Adversary No. 97-31.

United States Bankruptcy Court, M.D. Florida, Jacksonville Division.

Feb. 17, 1998.

*953Raymond R. Magley, Smith, Hulsey & Busey, Jacksonville, FL, for Plaintiff.

Richard R. Thames, Stutsman & Thames, P.A., Jacksonville, FL, for Defendant.

FINDINGS OF FACT AND CONCLUSIONS OF LAW

GEORGE L. PROCTOR, Bankruptcy Judge.

This proceeding is before the Court upon a Complaint to avoid a post-petition transfer under 11 U.S.C. § 549, and to recover the value of the property transferred pursuant to 11 U.S.C. § 550. The plaintiff seeks in the alternative to (1) avoid the transfer as a fraudulent transfer under 11 U.S.C. § 544 and Fla. Stat. § 726; or (2) assert a quantum *954meruit claim for the recovery of the value of the defendant’s services rendered prepetition. After a trial on November 12,1997, the Court makes the following findings of fact and conclusions of law:

FINDINGS OF FACT

1. Defendant, Dudley D. Allen (Debtor), filed a voluntary petition for relief under Chapter 7 of the Bankruptcy Code on February 2,1996.

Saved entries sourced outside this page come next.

use std::path::Path;

use anyhow::{Context, Result};
use chrono::{DateTime, Utc};
use rusqlite::{Connection, OptionalExtension};

use crate::batch::{BatchParams, BatchResult, FailedRoll};
use crate::classify::AnalysisBuckets;
use crate::models::{BulkResultEntry, FullExportRow};

pub fn connect(path: &Path) -> Result<Connection> {
    if let Some(dir) = path.parent().filter(|d| !d.as_os_str().is_empty()) {
        std::fs::create_dir_all(dir)
            .with_context(|| format!("Failed to create {}", dir.display()))?;
    }
    let conn = Connection::open(path)
        .with_context(|| format!("Failed to open {}", path.display()))?;
    conn.execute_batch("PRAGMA journal_mode=WAL; PRAGMA foreign_keys=ON;")?;
    Ok(conn)
}

pub fn init_schema(conn: &Connection) -> Result<()> {
    conn.execute_batch(
        "
        CREATE TABLE IF NOT EXISTS batches (
            id           INTEGER PRIMARY KEY,
            circular_no  TEXT NOT NULL,
            college_code TEXT NOT NULL,
            branch_code  TEXT NOT NULL,
            semester     TEXT NOT NULL,
            roll_from    INTEGER NOT NULL,
            roll_to      INTEGER NOT NULL,
            pass_all     INTEGER NOT NULL,
            fail_1       INTEGER NOT NULL,
            fail_2       INTEGER NOT NULL,
            fail_3       INTEGER NOT NULL,
            fail_4_plus  INTEGER NOT NULL,
            created_at   TEXT NOT NULL
        );

        CREATE TABLE IF NOT EXISTS entries (
            batch_id    INTEGER NOT NULL REFERENCES batches(id),
            seq         INTEGER NOT NULL,
            roll        TEXT NOT NULL,
            name        TEXT NOT NULL,
            total       TEXT NOT NULL,
            result      TEXT NOT NULL,
            fail_count  INTEGER,
            error       TEXT,
            PRIMARY KEY (batch_id, seq)
        );

        -- Full export lines, separators included (all columns empty)
        CREATE TABLE IF NOT EXISTS export_rows (
            batch_id    INTEGER NOT NULL REFERENCES batches(id),
            seq         INTEGER NOT NULL,
            roll        TEXT NOT NULL,
            subject     TEXT NOT NULL,
            external    TEXT NOT NULL,
            internal    TEXT NOT NULL,
            total       TEXT NOT NULL,
            grade       TEXT NOT NULL,
            status      TEXT NOT NULL,
            PRIMARY KEY (batch_id, seq)
        );
        ",
    )?;
    Ok(())
}

/// Store a finished batch in one transaction; returns its id.
/// Readers see either the previous batch or this one, never a partial write.
pub fn save_batch(conn: &Connection, batch: &BatchResult) -> Result<i64> {
    let tx = conn.unchecked_transaction()?;
    let p = &batch.params;
    let b = &batch.buckets;
    tx.execute(
        "INSERT INTO batches
         (circular_no, college_code, branch_code, semester, roll_from, roll_to,
          pass_all, fail_1, fail_2, fail_3, fail_4_plus, created_at)
         VALUES (?1, ?2, ?3, ?4, ?5, ?6, ?7, ?8, ?9, ?10, ?11, ?12)",
        rusqlite::params![
            p.circular_no, p.college_code, p.branch_code, p.semester, p.roll_from, p.roll_to,
            b.pass_all, b.fail_1, b.fail_2, b.fail_3, b.fail_4_plus,
            batch.created_at.to_rfc3339(),
        ],
    )?;
    let batch_id = tx.last_insert_rowid();

    {
        let mut e_stmt = tx.prepare(
            "INSERT INTO entries (batch_id, seq, roll, name, total, result, fail_count, error)
             VALUES (?1, ?2, ?3, ?4, ?5, ?6, ?7, ?8)",
        )?;
        for (seq, e) in batch.entries.iter().enumerate() {
            let error = batch
                .failed
                .iter()
                .find(|f| f.index == seq)
                .map(|f| f.error.as_str());
            e_stmt.execute(rusqlite::params![
                batch_id, seq, e.roll, e.name, e.total, e.result, e.fail_count, error,
            ])?;
        }

        let mut r_stmt = tx.prepare(
            "INSERT INTO export_rows
             (batch_id, seq, roll, subject, external, internal, total, grade, status)
             VALUES (?1, ?2, ?3, ?4, ?5, ?6, ?7, ?8, ?9)",
        )?;
        for (seq, r) in batch.full_rows.iter().enumerate() {
            r_stmt.execute(rusqlite::params![
                batch_id, seq, r.roll, r.subject, r.external, r.internal, r.total, r.grade,
                r.status,
            ])?;
        }
    }
    tx.commit()?;
    Ok(batch_id)
}

pub struct StoredBatch {
    pub id: i64,
    pub batch: BatchResult,
}

pub fn latest_batch_id(conn: &Connection) -> Result<Option<i64>> {
    let id = conn
        .query_row("SELECT MAX(id) FROM batches", [], |r| r.get::<_, Option<i64>>(0))?;
    Ok(id)
}

/// The most recently completed batch, if any.
pub fn load_latest(conn: &Connection) -> Result<Option<StoredBatch>> {
    match latest_batch_id(conn)? {
        Some(id) => load_batch(conn, id),
        None => Ok(None),
    }
}

pub fn load_batch(conn: &Connection, id: i64) -> Result<Option<StoredBatch>> {
    let header = conn
        .query_row(
            "SELECT circular_no, college_code, branch_code, semester, roll_from, roll_to,
                    pass_all, fail_1, fail_2, fail_3, fail_4_plus, created_at
             FROM batches WHERE id = ?1",
            [id],
            |row| {
                Ok((
                    BatchParams {
                        circular_no: row.get(0)?,
                        college_code: row.get(1)?,
                        branch_code: row.get(2)?,
                        semester: row.get(3)?,
                        roll_from: row.get(4)?,
                        roll_to: row.get(5)?,
                    },
                    AnalysisBuckets {
                        pass_all: row.get(6)?,
                        fail_1: row.get(7)?,
                        fail_2: row.get(8)?,
                        fail_3: row.get(9)?,
                        fail_4_plus: row.get(10)?,
                    },
                    row.get::<_, String>(11)?,
                ))
            },
        )
        .optional()?;
    let Some((params, buckets, created_at)) = header else {
        return Ok(None);
    };
    let created_at = DateTime::parse_from_rfc3339(&created_at)
        .with_context(|| format!("Bad timestamp on batch {}", id))?
        .with_timezone(&Utc);

    let mut entries = Vec::new();
    let mut failed = Vec::new();
    {
        let mut stmt = conn.prepare(
            "SELECT seq, roll, name, total, result, fail_count, error
             FROM entries WHERE batch_id = ?1 ORDER BY seq",
        )?;
        let rows = stmt.query_map([id], |row| {
            Ok((
                row.get::<_, usize>(0)?,
                BulkResultEntry {
                    roll: row.get(1)?,
                    name: row.get(2)?,
                    total: row.get(3)?,
                    result: row.get(4)?,
                    fail_count: row.get(5)?,
                },
                row.get::<_, Option<String>>(6)?,
            ))
        })?;
        for row in rows {
            let (seq, entry, error) = row?;
            if let Some(error) = error {
                failed.push(FailedRoll {
                    index: seq,
                    roll: entry.roll.clone(),
                    error,
                });
            }
            entries.push(entry);
        }
    }

    let mut stmt = conn.prepare(
        "SELECT roll, subject, external, internal, total, grade, status
         FROM export_rows WHERE batch_id = ?1 ORDER BY seq",
    )?;
    let full_rows = stmt
        .query_map([id], |row| {
            Ok(FullExportRow {
                roll: row.get(0)?,
                subject: row.get(1)?,
                external: row.get(2)?,
                internal: row.get(3)?,
                total: row.get(4)?,
                grade: row.get(5)?,
                status: row.get(6)?,
            })
        })?
        .collect::<Result<Vec<_>, _>>()?;

    Ok(Some(StoredBatch {
        id,
        batch: BatchResult {
            params,
            created_at,
            entries,
            full_rows,
            buckets,
            failed,
        },
    }))
}

// ── Listing ──

pub struct BatchSummary {
    pub id: i64,
    pub params: BatchParams,
    pub buckets: AnalysisBuckets,
    pub entries: usize,
    pub errors: usize,
    pub created_at: String,
}

pub fn list_batches(conn: &Connection, limit: usize) -> Result<Vec<BatchSummary>> {
    let mut stmt = conn.prepare(
        "SELECT b.id, b.circular_no, b.college_code, b.branch_code, b.semester,
                b.roll_from, b.roll_to, b.pass_all, b.fail_1, b.fail_2, b.fail_3,
                b.fail_4_plus, substr(replace(b.created_at, 'T', ' '), 1, 16),
                (SELECT COUNT(*) FROM entries e WHERE e.batch_id = b.id),
                (SELECT COUNT(*) FROM entries e WHERE e.batch_id = b.id AND e.error IS NOT NULL)
         FROM batches b
         ORDER BY b.id DESC
         LIMIT ?1",
    )?;
    let rows = stmt
        .query_map([limit], |row| {
            Ok(BatchSummary {
                id: row.get(0)?,
                params: BatchParams {
                    circular_no: row.get(1)?,
                    college_code: row.get(2)?,
                    branch_code: row.get(3)?,
                    semester: row.get(4)?,
                    roll_from: row.get(5)?,
                    roll_to: row.get(6)?,
                },
                buckets: AnalysisBuckets {
                    pass_all: row.get(7)?,
                    fail_1: row.get(8)?,
                    fail_2: row.get(9)?,
                    fail_3: row.get(10)?,
                    fail_4_plus: row.get(11)?,
                },
                created_at: row.get(12)?,
                entries: row.get(13)?,
                errors: row.get(14)?,
            })
        })?
        .collect::<Result<Vec<_>, _>>()?;
    Ok(rows)
}

#[cfg(test)]
mod tests {
    use super::*;
    use crate::batch::RollOutcome;
    use crate::parser::columns::ColumnMap;

    fn memory() -> Connection {
        let conn = Connection::open_in_memory().unwrap();
        init_schema(&conn).unwrap();
        conn
    }

    fn params(semester: &str) -> BatchParams {
        BatchParams {
            circular_no: "24".into(),
            college_code: "002".into(),
            branch_code: "EC".into(),
            semester: semester.into(),
            roll_from: 16,
            roll_to: 18,
        }
    }

    fn sample(semester: &str) -> BatchResult {
        let rolls = params(semester).rolls();
        let failed_page = std::fs::read_to_string("tests/fixtures/failed.html").unwrap();
        BatchResult::from_outcomes(
            params(semester),
            &rolls,
            vec![
                RollOutcome::Page(String::new()),
                RollOutcome::Page(failed_page),
                RollOutcome::Failed("portal answered HTTP 502".into()),
            ],
            &ColumnMap::default(),
        )
    }

    #[test]
    fn export_before_fetch_is_none() {
        let conn = memory();
        assert!(load_latest(&conn).unwrap().is_none());
        assert!(list_batches(&conn, 10).unwrap().is_empty());
    }

    #[test]
    fn round_trips_batch() {
        let conn = memory();
        let batch = sample("4SEM");
        let id = save_batch(&conn, &batch).unwrap();

        let stored = load_latest(&conn).unwrap().unwrap();
        assert_eq!(stored.id, id);
        assert_eq!(stored.batch.entries, batch.entries);
        assert_eq!(stored.batch.full_rows, batch.full_rows);
        assert_eq!(stored.batch.buckets, batch.buckets);
        assert_eq!(stored.batch.failed, batch.failed);
        assert_eq!(stored.batch.params.semester, "4SEM");
        assert_eq!(stored.batch.created_at.timestamp(), batch.created_at.timestamp());
    }

    #[test]
    fn latest_batch_replaces_previous() {
        let conn = memory();
        let first = save_batch(&conn, &sample("3SEM")).unwrap();
        let second = save_batch(&conn, &sample("4SEM")).unwrap();
        assert!(second > first);

        let latest = load_latest(&conn).unwrap().unwrap();
        assert_eq!(latest.id, second);
        assert_eq!(latest.batch.params.semester, "4SEM");
        // older batches stay addressable by id
        let older = load_batch(&conn, first).unwrap().unwrap();
        assert_eq!(older.batch.params.semester, "3SEM");
    }

    #[test]
    fn listing_counts_errors() {
        let conn = memory();
        save_batch(&conn, &sample("3SEM")).unwrap();
        let list = list_batches(&conn, 5).unwrap();
        assert_eq!(list.len(), 1);
        assert_eq!(list[0].entries, 3);
        assert_eq!(list[0].errors, 1);
        assert_eq!(list[0].buckets.fail_3, 1);
    }

    #[test]
    fn unknown_id_is_none() {
        let conn = memory();
        assert!(load_batch(&conn, 42).unwrap().is_none());
    }
}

2. The relevant facts in this proceeding concern a Contract Employing Attorney entered into on June 12,1993, between the firm of Williams & Miller and James T. Ray, in which Mr. Ray retained Williams & Miller to represent him in a personal injury claim against CSX Transportation, Inc. (Pl.Ex. 1-19.)

3. Pursuant to the contract, Mr. Ray agreed to pay Williams & Miller 33/6% of any recovery obtained, in addition to any expenses incurred during the lawsuit. The contract also provided for the employment of “Dudley D. Allen”, who was to receive one third of the fee received by Williams & Miller.

4. The contract at issue was separated into two parts. The first set of provisions dealt with the employment of Williams & Miller, the second with the employment of the debtor, a Statement of Client’s Rights, and consequences of cancellation of the contract.

5. Mr. Ray’s signature appeared twice on the contract: once below the provisions regarding the employment of Williams & Miller, and again below the final section of the contract.

6. Eugene Williams signed beneath the first part of the contract, and Debtor beneath the latter part.

7. The debtor signed the contract “Dudley D. Allen”, and the name “Dudley D. Allen” was typed below the signature line.

8. At the time he signed the agreement the debtor was an attorney in the firm Wilbur & Allen, a Florida general partnership.

9. On June 22,1993, a complaint was filed against CSX in the Circuit Court, Fourth Judicial Circuit, in and for Duval County, Florida, on behalf of Mr. Ray. (Pl.Ex. 1-20.)

10. On November 9 or 10,1995, while his case was still pending before the Circuit Court, Mr. Ray discharged the firm of Williams & Miller. He subsequently retained the firm of Blalock, Blalock & Oros on December 9, 1995, to represent him in the suit against CSX. (Pl.Ex. 1-26.)

11. Throughout the period of time following the discharge of Williams & Miller and preceding the petition date, the debtor continued to represent Mr. Ray.

12. In March, 1995, the debtor established Dudley D. Allen P.A. (P.A.), in which he was the sole shareholder, officer, and director. The P.A and Debtor entered into an employment agreement on March 27, 1995. (Pl.Ex. 1-13.)

13. The debtor was contacted by Michael D. Blalock, of the firm Blalock, Blalock & Oros, by letter dated December 6, 1995, regarding the representation of Mr. Ray. (PI. Ex 1-23.) The debtor corresponded with Mr. Blalock and requested that a new contingency fee contract with Mr. Ray be prepared utilizing the name Dudley D. Allen, P.A (Pl.Ex. 1-24,1-25.)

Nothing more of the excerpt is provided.